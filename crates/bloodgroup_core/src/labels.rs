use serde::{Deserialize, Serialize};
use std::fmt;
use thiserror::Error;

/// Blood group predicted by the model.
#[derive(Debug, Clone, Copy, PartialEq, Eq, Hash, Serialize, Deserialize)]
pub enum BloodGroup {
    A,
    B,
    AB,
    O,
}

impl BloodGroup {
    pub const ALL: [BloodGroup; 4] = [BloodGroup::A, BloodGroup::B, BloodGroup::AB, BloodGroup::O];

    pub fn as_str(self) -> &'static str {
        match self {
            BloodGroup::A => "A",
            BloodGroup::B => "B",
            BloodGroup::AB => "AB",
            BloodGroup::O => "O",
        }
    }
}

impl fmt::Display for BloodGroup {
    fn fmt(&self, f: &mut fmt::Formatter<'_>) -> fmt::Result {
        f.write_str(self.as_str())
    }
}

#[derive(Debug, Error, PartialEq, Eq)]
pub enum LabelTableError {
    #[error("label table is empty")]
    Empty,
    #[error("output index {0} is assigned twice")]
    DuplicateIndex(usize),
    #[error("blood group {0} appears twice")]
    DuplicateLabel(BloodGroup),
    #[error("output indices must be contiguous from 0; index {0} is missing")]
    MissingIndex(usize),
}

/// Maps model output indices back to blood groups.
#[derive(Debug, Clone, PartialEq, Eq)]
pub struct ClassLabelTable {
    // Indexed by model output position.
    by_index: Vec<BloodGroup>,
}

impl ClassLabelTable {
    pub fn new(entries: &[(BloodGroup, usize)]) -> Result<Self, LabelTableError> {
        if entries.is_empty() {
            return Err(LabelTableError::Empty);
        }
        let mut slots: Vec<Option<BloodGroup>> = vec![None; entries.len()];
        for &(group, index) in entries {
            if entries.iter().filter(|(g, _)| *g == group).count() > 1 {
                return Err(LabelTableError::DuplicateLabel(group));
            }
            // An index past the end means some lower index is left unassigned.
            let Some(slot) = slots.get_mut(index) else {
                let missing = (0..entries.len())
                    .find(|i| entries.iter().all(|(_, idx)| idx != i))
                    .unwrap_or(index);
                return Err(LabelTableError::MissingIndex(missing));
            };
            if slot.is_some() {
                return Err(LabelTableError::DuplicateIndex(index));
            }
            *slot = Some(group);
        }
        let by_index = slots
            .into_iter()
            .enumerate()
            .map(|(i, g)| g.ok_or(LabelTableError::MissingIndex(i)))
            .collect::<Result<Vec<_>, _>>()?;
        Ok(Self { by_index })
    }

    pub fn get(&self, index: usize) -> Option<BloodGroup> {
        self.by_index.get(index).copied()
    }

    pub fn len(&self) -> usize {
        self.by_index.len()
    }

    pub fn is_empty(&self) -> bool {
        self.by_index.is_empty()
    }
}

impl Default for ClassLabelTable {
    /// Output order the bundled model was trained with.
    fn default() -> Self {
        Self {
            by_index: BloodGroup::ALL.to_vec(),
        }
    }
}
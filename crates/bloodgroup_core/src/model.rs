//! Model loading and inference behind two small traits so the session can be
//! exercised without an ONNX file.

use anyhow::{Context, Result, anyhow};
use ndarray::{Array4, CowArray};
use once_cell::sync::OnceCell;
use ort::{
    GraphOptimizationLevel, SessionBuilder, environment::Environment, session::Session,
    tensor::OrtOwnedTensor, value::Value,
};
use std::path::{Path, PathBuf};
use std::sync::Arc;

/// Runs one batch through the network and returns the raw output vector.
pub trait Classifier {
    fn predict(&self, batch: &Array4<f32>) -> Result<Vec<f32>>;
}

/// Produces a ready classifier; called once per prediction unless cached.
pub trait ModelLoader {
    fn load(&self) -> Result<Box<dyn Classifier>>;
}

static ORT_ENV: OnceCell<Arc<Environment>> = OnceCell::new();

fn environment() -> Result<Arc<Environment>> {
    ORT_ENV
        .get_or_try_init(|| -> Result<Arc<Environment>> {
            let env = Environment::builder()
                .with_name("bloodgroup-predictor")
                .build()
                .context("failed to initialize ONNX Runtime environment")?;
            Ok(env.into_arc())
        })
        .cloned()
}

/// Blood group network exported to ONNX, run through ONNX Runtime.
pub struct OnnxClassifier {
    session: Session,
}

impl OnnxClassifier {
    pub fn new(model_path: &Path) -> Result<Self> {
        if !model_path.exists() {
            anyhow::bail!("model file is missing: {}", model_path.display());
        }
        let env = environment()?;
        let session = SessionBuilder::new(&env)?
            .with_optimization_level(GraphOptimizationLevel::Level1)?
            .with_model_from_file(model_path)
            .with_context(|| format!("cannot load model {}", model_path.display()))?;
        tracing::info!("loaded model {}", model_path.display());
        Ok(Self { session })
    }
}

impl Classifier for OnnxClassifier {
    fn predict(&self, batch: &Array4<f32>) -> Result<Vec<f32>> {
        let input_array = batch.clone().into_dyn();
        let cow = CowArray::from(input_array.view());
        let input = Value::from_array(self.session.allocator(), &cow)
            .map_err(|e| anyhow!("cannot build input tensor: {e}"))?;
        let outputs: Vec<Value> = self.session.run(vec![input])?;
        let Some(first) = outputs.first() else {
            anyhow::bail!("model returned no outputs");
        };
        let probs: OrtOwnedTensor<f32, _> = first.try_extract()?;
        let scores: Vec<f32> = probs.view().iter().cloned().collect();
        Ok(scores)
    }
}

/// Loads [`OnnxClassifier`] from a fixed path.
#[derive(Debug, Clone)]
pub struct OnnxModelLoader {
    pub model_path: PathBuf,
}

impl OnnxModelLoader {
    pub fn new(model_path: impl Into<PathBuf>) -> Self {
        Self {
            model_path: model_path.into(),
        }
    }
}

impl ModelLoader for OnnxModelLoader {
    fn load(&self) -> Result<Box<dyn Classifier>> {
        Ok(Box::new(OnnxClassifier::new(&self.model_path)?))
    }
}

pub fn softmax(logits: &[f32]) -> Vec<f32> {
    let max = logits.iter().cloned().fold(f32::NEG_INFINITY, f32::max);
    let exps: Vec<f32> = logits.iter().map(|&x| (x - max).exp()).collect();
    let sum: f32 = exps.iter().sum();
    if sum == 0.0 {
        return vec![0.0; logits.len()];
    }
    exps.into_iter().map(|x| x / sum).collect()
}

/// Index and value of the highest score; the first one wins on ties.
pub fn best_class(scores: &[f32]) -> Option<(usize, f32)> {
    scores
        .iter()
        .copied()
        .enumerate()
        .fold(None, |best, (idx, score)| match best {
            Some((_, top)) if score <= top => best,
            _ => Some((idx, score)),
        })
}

============================================================

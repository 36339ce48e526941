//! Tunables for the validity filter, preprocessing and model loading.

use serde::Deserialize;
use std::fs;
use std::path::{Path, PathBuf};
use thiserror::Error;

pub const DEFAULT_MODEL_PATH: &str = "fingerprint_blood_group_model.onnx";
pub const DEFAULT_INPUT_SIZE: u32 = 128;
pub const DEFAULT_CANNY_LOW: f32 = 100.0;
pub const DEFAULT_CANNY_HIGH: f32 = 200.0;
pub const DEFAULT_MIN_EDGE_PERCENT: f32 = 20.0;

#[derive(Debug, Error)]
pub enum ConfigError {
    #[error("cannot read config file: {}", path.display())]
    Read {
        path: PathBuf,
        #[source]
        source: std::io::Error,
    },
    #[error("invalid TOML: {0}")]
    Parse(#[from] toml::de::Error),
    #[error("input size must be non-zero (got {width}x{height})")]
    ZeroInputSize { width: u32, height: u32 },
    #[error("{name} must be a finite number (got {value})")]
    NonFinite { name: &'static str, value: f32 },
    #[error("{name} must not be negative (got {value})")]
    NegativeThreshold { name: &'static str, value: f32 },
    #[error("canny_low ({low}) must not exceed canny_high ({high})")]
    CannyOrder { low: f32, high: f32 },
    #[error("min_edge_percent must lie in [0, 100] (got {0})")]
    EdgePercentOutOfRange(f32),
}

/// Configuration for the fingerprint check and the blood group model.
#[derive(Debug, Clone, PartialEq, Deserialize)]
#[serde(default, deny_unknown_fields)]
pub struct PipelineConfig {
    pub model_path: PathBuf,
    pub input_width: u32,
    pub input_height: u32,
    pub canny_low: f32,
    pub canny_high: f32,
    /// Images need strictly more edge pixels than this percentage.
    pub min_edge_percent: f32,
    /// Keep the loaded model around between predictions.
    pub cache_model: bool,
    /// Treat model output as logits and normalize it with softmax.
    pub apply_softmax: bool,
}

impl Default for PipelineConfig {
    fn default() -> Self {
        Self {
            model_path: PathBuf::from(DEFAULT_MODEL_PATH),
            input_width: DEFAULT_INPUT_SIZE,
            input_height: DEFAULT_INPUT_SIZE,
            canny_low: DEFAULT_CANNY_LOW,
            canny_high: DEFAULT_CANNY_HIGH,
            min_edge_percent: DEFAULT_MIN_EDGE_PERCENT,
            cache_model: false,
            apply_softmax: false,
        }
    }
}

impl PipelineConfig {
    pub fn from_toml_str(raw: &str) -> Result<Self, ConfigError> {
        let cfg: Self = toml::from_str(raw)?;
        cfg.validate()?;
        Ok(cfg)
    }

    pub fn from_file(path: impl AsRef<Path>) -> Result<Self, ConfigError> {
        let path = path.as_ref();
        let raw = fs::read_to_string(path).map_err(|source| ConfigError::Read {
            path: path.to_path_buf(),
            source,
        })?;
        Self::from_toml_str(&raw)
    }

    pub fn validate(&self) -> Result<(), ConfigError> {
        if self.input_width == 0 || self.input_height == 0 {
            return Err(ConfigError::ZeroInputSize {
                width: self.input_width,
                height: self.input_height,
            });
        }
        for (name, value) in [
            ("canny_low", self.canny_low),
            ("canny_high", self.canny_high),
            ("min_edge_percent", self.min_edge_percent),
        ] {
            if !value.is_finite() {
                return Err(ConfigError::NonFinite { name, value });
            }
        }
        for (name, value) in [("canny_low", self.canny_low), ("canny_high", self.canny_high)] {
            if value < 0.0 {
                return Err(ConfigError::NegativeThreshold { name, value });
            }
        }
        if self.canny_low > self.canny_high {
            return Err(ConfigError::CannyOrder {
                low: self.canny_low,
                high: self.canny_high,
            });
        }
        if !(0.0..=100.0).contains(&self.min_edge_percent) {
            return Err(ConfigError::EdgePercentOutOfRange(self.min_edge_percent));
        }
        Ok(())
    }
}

============================================================

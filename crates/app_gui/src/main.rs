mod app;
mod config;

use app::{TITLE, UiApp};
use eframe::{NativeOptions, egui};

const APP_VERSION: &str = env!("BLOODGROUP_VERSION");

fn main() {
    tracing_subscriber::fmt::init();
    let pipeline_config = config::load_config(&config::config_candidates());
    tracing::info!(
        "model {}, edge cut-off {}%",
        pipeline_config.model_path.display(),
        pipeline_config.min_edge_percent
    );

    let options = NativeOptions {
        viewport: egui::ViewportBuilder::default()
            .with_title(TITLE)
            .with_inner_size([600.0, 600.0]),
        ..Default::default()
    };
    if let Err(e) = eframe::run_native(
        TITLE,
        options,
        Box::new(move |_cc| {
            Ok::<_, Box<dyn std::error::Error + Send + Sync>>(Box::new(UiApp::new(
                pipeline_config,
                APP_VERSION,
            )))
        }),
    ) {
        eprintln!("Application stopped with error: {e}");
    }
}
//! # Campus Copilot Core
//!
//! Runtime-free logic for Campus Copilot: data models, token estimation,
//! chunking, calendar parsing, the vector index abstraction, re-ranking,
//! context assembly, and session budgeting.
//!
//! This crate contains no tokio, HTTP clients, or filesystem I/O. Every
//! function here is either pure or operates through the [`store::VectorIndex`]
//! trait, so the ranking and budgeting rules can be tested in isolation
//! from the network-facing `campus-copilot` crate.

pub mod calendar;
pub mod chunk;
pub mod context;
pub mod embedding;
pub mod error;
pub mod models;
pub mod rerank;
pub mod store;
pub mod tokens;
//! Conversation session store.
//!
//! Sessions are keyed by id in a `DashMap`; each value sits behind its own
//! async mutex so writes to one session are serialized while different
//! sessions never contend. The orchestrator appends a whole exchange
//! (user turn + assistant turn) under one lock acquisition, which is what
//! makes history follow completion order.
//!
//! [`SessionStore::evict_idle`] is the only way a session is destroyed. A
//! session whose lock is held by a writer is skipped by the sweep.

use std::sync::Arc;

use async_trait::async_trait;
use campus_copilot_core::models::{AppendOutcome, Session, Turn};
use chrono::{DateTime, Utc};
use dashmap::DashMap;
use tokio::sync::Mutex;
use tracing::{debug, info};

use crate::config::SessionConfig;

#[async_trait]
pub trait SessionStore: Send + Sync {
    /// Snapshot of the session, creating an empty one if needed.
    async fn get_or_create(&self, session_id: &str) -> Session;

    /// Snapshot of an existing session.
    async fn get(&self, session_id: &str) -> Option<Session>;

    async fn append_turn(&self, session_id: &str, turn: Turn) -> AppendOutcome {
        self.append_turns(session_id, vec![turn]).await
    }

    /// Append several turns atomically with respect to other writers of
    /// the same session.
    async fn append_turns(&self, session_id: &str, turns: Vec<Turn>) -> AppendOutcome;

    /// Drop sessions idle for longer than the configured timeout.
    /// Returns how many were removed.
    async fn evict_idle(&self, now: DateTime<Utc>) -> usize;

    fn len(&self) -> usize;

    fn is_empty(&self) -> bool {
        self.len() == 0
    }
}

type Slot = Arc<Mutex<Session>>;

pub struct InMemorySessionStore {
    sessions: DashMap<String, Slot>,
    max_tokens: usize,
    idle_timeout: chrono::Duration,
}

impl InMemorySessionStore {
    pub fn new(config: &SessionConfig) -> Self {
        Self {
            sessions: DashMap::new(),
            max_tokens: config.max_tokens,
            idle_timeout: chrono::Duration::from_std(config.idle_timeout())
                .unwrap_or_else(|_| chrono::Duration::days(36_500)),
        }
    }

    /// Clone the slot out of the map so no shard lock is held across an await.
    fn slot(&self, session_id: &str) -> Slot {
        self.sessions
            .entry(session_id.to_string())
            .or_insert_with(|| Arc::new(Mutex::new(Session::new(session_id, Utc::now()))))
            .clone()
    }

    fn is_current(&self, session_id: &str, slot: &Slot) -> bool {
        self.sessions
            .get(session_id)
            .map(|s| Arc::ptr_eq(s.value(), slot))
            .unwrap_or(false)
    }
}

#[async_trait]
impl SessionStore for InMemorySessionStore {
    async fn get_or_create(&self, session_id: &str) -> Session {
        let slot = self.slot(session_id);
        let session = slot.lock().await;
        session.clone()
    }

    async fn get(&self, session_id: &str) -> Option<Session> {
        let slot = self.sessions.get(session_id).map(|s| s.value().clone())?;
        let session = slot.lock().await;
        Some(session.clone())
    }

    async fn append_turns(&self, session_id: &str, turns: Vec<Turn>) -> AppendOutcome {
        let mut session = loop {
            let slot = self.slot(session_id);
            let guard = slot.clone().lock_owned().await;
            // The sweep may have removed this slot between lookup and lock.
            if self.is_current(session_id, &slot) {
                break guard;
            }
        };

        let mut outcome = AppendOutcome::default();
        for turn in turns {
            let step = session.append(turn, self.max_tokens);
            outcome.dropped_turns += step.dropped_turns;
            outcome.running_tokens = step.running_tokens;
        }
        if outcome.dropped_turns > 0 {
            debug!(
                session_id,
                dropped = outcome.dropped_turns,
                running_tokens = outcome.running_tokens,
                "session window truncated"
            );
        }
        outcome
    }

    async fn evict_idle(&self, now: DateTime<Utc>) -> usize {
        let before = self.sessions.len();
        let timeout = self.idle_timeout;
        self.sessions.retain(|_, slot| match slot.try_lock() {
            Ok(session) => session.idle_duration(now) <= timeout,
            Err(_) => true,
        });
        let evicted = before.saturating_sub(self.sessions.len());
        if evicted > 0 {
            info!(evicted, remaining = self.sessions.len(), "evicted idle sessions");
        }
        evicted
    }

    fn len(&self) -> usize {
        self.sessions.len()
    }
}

============================================================

__What you should do__.
In the entries above, some lines may contain the string "between"; report how many, without additional comment.

__Result__.
2